◆ **EXERCISE INSTRUCTIONS**
Copy out each line of the data that holds the word "destination".

◆ **DATA UNDER STUDY**
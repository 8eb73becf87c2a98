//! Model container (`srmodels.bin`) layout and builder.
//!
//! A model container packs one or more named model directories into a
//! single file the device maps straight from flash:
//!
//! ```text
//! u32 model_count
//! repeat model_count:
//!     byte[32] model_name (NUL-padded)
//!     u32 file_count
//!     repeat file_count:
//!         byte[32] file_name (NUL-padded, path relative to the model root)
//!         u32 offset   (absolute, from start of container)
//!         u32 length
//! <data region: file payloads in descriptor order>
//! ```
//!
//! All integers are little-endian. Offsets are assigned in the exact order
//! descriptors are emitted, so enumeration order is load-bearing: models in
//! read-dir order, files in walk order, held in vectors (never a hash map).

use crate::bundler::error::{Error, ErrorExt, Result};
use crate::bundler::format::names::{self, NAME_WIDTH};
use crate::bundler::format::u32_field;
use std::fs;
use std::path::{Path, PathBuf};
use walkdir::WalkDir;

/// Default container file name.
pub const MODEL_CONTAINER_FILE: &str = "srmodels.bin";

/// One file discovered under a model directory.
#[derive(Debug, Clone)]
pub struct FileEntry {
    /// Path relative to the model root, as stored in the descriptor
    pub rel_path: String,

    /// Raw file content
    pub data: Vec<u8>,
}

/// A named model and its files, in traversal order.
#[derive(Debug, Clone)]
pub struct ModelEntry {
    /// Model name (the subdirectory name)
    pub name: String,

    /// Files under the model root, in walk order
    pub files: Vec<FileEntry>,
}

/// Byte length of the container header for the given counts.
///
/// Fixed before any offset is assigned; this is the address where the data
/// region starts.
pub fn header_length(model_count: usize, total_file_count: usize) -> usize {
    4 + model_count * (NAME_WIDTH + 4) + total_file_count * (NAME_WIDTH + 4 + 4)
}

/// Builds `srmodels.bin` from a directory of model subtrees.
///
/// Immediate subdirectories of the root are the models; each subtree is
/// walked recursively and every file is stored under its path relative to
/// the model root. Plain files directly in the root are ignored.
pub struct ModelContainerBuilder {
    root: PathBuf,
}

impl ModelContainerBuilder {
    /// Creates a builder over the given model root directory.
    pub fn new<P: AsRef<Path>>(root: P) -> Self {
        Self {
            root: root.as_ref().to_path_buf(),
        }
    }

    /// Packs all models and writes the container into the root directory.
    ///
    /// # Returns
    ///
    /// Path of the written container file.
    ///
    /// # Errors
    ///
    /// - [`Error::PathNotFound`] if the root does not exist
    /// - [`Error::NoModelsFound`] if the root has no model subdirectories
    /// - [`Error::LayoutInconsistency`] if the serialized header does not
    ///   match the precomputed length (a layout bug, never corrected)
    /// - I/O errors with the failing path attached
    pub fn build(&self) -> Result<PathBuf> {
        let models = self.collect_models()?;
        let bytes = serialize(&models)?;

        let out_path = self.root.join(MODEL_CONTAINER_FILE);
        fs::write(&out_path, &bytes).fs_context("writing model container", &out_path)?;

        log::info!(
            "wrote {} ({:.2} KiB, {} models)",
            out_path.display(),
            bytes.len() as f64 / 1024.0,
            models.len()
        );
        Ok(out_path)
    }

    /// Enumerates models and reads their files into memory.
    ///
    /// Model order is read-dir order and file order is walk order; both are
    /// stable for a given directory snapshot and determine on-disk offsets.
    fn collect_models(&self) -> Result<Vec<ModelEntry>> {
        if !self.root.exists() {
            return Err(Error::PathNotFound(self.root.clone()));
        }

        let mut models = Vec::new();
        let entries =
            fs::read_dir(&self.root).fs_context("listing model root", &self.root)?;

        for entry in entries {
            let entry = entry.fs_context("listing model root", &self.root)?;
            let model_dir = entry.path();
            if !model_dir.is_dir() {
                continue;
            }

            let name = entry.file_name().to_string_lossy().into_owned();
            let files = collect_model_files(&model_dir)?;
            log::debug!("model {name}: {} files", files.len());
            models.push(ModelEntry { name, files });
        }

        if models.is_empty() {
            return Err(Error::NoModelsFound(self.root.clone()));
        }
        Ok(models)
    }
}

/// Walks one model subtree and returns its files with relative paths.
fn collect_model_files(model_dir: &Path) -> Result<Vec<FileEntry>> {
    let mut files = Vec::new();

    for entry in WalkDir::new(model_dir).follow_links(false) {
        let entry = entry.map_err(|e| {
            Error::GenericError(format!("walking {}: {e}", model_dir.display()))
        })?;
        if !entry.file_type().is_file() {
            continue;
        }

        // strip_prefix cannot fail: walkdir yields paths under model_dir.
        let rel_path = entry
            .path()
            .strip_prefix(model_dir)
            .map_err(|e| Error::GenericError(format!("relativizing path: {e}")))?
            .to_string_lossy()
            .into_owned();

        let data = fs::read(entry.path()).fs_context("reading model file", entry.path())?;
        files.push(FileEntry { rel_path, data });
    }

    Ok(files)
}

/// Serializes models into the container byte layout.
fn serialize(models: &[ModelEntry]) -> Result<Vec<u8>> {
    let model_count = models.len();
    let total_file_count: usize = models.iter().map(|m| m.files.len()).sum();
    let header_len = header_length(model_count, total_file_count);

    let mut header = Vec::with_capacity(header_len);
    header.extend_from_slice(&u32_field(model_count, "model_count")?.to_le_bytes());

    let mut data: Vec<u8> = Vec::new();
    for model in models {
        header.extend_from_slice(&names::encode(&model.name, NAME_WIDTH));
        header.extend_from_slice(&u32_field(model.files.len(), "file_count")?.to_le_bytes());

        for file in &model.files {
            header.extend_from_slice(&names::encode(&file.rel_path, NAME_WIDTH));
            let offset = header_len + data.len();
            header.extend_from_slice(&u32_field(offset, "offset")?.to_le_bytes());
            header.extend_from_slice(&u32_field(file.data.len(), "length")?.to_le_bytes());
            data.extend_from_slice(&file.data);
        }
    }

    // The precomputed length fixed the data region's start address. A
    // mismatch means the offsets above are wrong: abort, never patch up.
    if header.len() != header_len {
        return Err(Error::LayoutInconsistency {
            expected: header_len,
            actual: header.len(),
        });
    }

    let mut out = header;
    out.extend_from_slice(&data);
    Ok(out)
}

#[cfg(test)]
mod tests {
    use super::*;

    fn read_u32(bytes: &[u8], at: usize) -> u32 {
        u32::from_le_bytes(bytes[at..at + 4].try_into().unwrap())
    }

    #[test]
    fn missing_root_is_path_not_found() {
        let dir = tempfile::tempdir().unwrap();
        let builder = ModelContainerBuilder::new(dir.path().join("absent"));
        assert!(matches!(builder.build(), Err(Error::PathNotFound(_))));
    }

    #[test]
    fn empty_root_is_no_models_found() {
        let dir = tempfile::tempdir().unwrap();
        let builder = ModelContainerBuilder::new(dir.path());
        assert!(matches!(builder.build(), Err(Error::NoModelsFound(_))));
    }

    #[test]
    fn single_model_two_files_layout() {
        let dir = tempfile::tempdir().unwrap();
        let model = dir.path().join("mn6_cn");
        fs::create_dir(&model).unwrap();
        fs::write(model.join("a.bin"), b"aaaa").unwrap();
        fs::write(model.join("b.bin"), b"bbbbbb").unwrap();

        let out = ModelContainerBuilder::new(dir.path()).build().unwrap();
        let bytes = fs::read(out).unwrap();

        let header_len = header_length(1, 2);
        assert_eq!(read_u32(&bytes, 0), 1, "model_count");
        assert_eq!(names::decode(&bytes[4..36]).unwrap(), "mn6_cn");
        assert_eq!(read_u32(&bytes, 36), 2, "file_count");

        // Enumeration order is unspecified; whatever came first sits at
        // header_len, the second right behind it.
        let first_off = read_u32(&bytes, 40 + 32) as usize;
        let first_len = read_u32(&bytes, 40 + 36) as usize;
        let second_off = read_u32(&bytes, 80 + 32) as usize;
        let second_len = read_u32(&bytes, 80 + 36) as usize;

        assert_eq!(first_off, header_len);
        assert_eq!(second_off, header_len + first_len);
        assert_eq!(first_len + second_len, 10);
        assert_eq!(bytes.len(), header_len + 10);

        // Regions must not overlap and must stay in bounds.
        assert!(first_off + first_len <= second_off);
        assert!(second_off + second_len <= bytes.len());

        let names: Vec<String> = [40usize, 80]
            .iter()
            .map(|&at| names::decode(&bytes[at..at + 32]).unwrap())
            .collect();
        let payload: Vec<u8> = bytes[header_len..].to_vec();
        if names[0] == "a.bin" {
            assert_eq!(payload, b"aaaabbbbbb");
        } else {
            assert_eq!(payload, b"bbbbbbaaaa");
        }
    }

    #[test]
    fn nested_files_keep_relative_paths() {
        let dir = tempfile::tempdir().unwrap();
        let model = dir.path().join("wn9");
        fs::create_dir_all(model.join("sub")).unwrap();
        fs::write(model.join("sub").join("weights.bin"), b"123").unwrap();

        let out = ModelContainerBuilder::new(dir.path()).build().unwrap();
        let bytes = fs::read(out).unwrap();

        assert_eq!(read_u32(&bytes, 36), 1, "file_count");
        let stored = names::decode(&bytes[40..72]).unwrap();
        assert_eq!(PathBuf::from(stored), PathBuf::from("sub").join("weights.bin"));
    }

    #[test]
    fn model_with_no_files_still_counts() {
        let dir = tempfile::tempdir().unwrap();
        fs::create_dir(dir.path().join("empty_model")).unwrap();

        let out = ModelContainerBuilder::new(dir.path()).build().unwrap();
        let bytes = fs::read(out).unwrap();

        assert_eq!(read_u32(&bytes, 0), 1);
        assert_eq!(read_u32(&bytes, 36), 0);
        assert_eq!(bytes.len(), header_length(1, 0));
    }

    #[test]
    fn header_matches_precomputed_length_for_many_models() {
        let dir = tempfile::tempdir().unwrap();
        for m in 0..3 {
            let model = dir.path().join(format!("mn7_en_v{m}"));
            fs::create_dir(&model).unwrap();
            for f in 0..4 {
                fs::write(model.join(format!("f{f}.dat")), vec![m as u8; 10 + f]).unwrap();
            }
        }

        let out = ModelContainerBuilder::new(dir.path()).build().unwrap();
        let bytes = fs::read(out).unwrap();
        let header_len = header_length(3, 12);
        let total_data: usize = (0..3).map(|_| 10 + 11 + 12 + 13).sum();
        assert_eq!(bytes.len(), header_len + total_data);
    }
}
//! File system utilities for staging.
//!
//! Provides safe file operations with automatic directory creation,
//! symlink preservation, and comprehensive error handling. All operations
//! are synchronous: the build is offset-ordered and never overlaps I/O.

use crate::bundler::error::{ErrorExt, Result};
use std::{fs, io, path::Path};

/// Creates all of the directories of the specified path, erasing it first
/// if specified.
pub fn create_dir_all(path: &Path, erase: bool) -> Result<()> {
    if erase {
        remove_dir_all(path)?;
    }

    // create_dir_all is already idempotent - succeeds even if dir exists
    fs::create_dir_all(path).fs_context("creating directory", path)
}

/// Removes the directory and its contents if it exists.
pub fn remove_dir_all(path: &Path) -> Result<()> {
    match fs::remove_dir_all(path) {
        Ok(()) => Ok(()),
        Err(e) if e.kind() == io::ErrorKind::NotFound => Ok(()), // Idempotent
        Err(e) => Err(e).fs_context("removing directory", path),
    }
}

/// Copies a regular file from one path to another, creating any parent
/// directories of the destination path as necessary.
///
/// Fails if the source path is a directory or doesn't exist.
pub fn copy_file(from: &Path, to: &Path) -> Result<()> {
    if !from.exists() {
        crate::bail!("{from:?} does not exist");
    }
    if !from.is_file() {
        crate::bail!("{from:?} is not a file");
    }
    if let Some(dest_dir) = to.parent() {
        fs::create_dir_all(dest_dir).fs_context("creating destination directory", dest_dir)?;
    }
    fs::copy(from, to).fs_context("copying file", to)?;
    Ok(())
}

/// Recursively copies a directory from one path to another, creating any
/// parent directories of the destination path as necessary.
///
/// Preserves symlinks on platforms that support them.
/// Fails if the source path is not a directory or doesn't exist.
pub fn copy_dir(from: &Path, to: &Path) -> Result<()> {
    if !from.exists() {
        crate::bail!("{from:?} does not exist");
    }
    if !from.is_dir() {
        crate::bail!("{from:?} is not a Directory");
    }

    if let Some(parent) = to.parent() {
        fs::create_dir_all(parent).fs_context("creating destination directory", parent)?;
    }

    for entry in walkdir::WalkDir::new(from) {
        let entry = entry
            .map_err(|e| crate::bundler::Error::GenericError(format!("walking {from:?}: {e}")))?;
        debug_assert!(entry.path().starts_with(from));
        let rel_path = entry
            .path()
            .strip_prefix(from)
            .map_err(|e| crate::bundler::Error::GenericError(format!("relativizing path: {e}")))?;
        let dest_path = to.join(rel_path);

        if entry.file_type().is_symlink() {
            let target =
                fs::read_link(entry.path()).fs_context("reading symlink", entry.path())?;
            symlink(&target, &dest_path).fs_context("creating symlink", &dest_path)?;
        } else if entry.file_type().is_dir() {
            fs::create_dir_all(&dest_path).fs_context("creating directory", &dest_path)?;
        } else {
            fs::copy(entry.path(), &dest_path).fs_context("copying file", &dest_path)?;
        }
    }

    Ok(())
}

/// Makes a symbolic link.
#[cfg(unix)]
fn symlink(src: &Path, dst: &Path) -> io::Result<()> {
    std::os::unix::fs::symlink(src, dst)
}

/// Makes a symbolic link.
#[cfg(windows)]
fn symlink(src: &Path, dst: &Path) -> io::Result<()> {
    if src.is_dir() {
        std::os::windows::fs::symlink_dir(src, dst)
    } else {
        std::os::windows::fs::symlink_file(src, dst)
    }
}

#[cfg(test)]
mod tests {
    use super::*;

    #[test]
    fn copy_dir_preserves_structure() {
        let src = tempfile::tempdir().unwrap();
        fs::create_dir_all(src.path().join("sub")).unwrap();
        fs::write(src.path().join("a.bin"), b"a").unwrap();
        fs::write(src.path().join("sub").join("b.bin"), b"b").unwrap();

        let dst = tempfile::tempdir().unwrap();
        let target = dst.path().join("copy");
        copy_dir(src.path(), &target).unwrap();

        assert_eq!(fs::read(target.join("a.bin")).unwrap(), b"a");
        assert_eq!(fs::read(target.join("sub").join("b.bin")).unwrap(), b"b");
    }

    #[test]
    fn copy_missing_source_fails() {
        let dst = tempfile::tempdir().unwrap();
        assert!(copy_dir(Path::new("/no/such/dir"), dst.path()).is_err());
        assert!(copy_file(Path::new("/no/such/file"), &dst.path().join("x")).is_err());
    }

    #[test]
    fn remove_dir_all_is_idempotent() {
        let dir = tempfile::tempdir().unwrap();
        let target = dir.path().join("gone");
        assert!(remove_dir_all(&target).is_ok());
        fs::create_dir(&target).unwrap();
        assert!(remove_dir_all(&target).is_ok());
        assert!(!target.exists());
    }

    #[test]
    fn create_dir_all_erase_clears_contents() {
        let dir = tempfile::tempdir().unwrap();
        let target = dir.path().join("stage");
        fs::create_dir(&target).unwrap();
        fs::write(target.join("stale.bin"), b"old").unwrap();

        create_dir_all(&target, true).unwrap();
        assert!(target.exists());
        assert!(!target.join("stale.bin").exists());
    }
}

◆ **WORKED SOLUTION**
/// directories of the destination path as necessary.
        fs::create_dir_all(dest_dir).fs_context("creating destination directory", dest_dir)?;
/// parent directories of the destination path as necessary.
        fs::create_dir_all(parent).fs_context("creating destination directory", parent)?;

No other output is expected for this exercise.